(Collected data)
□ □ □ □ □ □ □

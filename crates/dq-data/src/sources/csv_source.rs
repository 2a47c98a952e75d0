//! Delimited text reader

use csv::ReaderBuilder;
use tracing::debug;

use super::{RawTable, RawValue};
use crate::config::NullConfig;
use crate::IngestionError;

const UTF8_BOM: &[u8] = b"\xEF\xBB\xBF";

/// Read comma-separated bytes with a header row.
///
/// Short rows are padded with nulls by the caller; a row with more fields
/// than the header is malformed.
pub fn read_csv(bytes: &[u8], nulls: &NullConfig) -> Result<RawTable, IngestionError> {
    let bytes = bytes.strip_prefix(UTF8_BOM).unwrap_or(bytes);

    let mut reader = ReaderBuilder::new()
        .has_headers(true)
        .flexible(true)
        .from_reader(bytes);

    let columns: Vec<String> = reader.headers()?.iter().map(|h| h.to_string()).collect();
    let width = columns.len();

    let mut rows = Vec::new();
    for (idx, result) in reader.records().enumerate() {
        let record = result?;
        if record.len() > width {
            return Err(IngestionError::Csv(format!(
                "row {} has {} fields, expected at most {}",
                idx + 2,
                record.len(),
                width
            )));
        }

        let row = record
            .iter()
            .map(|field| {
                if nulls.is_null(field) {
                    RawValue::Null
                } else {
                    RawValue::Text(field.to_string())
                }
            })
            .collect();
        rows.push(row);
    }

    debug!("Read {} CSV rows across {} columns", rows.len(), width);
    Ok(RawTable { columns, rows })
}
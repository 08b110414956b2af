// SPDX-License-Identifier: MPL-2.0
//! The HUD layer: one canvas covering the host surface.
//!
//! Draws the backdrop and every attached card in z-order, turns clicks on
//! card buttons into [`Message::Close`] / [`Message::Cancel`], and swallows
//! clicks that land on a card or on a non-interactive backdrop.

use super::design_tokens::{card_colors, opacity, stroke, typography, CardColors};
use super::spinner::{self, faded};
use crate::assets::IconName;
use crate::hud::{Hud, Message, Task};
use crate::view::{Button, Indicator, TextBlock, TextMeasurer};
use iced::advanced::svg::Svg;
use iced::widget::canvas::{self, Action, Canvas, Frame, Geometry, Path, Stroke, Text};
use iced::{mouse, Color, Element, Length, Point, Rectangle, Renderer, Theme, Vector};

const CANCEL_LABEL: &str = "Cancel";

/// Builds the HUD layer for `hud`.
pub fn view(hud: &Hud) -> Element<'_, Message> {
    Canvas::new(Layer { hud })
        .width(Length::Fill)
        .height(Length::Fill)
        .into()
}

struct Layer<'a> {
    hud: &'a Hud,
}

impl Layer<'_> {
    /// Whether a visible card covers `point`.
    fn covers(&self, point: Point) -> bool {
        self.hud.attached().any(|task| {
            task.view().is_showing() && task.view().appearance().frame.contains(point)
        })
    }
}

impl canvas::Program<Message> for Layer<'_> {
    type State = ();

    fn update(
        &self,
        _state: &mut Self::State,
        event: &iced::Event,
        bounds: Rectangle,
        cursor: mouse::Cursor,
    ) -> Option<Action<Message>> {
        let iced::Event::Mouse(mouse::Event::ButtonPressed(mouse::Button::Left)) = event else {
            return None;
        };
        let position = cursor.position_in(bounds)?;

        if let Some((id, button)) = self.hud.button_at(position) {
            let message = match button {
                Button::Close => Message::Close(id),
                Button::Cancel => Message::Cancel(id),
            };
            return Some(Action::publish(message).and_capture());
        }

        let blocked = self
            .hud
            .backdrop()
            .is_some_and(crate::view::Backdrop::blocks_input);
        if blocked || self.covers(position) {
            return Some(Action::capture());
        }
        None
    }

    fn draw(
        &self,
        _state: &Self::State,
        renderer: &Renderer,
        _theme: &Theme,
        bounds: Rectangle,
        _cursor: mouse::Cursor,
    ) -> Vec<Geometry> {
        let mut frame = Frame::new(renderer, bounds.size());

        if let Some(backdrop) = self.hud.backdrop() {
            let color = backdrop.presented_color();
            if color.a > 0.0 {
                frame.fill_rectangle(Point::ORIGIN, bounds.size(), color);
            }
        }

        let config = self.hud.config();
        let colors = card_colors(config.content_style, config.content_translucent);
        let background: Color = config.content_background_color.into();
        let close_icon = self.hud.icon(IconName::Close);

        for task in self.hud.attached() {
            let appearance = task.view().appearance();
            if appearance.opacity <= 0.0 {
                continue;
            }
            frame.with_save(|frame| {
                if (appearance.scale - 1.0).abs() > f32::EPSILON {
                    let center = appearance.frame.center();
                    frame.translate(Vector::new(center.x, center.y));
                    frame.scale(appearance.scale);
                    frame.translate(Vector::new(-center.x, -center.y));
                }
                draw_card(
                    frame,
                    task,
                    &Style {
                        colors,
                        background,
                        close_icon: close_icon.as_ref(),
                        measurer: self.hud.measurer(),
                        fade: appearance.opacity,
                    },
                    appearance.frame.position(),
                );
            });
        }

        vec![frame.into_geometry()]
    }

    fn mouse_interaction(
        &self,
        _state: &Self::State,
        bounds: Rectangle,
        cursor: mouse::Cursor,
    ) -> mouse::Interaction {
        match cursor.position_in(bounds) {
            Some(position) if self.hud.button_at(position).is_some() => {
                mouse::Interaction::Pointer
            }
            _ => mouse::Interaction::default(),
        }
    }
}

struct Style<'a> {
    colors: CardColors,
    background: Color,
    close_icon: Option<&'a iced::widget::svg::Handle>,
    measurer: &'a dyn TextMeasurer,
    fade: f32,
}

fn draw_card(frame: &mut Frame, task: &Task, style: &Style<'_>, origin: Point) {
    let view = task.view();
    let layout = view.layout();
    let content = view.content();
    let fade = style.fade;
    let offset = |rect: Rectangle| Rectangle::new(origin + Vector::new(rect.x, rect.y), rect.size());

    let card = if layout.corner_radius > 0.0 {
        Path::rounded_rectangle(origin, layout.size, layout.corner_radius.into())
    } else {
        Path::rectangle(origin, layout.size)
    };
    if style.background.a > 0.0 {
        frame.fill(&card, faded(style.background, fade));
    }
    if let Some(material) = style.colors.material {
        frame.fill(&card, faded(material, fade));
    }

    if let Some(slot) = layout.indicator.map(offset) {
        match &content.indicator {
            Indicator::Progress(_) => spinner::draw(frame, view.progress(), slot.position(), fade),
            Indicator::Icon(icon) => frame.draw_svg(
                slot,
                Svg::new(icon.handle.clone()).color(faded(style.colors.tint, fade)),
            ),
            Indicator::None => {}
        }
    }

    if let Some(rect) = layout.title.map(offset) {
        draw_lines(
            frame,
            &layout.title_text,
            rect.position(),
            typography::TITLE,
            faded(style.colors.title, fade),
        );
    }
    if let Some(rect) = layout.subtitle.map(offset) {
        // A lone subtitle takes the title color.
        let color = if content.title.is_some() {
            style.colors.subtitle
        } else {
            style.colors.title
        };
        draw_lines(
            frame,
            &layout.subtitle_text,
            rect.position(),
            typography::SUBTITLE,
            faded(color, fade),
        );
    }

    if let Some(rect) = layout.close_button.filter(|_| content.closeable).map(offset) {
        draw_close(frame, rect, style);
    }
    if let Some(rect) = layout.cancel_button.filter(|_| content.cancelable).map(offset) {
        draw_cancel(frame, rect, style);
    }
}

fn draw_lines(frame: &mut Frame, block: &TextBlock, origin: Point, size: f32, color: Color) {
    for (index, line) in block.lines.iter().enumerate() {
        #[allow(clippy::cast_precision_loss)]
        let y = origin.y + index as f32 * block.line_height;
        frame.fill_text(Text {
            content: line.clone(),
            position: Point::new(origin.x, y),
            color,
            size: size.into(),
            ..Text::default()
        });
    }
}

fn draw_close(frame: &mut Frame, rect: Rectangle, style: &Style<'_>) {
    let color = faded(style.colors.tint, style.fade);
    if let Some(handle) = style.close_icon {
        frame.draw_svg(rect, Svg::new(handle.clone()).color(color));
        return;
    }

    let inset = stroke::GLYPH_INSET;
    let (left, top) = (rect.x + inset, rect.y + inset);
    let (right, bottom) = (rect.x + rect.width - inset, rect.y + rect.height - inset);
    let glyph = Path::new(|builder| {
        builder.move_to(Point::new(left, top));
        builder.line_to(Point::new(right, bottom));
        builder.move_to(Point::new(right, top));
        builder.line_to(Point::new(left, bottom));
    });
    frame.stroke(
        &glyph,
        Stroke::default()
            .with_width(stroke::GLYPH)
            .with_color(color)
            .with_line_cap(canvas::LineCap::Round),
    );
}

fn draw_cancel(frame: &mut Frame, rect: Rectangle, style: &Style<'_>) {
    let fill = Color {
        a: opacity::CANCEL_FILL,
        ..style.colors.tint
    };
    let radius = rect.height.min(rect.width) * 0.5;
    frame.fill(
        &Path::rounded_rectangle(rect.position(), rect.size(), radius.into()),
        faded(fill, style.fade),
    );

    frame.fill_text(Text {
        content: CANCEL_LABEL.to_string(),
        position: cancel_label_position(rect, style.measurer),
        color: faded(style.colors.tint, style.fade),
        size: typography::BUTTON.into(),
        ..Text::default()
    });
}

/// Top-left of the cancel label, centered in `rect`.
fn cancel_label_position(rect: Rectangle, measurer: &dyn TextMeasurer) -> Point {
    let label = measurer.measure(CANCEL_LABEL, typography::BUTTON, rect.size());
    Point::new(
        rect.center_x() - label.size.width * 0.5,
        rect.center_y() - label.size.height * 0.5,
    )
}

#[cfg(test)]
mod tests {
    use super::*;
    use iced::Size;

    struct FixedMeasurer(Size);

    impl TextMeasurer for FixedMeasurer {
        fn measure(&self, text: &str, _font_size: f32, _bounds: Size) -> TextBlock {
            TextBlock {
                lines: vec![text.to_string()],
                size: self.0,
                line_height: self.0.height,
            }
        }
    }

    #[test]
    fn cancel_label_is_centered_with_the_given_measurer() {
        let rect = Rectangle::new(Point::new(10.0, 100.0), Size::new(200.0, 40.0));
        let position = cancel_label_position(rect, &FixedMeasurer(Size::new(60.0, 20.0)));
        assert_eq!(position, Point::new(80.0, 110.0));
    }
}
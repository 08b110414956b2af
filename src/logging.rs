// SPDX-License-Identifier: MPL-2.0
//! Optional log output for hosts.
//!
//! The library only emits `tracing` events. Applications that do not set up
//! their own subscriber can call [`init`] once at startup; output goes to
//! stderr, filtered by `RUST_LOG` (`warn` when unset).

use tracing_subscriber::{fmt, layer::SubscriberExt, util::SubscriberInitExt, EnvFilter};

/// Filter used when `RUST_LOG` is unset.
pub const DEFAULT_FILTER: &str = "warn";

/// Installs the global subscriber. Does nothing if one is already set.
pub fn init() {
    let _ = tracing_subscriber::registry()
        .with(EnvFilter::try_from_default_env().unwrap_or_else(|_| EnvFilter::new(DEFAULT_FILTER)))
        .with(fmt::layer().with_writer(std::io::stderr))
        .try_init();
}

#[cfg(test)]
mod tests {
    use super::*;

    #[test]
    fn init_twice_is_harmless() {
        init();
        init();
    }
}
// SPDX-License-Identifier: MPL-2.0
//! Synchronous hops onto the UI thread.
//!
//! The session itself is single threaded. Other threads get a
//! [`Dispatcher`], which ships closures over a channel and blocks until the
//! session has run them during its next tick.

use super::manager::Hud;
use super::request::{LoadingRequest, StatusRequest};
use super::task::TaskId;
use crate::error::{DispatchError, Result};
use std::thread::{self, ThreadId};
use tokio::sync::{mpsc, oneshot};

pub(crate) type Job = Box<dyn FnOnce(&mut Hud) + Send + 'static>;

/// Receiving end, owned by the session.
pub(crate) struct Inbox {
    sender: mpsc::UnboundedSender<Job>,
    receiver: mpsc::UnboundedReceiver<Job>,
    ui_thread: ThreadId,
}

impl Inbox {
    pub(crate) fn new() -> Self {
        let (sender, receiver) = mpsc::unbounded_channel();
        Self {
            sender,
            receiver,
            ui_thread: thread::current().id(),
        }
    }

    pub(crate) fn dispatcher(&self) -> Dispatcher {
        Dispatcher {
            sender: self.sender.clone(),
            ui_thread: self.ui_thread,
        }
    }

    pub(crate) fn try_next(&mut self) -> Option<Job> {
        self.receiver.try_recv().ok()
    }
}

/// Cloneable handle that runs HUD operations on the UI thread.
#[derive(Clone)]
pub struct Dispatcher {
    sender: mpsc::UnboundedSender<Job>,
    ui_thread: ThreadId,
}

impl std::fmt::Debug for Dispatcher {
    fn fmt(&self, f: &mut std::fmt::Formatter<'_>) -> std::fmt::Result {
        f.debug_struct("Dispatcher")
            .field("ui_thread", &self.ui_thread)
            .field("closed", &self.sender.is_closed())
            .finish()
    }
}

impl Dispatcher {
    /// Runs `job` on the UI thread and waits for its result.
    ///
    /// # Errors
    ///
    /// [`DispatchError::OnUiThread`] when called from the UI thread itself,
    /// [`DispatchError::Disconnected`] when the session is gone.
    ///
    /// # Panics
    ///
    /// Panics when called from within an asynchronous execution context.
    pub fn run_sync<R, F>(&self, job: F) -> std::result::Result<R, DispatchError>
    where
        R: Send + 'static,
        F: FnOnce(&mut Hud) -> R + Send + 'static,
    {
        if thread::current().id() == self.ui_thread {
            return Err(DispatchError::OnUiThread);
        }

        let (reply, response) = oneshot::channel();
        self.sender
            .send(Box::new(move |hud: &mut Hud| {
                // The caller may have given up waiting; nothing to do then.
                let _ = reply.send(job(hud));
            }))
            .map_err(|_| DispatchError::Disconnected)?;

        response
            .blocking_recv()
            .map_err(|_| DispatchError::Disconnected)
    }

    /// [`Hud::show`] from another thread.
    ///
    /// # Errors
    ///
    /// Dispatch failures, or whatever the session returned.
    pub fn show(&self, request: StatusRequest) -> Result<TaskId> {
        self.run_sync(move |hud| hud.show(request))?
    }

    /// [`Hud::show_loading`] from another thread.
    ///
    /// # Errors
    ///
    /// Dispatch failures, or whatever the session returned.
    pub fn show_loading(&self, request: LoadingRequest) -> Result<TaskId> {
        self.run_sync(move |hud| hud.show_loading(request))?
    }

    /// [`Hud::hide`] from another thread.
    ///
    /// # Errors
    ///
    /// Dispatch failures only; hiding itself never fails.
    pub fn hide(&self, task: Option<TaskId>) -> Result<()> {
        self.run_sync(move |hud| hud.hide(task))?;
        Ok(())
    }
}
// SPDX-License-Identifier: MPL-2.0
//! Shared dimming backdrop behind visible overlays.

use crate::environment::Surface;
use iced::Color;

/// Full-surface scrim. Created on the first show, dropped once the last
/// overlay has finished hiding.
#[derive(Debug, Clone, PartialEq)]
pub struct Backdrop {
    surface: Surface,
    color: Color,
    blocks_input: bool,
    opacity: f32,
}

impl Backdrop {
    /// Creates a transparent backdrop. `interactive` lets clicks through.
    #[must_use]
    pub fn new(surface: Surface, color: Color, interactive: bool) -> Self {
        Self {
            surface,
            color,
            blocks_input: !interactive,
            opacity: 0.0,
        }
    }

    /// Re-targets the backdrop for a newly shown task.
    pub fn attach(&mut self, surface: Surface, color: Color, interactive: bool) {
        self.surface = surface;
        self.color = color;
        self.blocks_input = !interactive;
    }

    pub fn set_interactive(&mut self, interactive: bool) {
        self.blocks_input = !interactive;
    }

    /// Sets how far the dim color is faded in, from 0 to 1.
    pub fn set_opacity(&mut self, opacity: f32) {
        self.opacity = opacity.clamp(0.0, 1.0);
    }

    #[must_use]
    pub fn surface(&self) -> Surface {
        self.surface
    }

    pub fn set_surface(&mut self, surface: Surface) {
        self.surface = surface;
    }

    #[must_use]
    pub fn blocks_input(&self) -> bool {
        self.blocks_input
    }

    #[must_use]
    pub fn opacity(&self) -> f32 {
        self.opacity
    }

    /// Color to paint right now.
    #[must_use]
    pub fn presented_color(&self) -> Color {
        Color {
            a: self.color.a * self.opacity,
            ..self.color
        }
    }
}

□ □ □ □ □ □ □

- **ACTIVITY**
Among the records above, find each line holding "attached" and list it.

- **ANSWER TO THIS PROBLEM**
//! Draws the backdrop and every attached card in z-order, turns clicks on
        self.hud.attached().any(|task| {
        for task in self.hud.attached() {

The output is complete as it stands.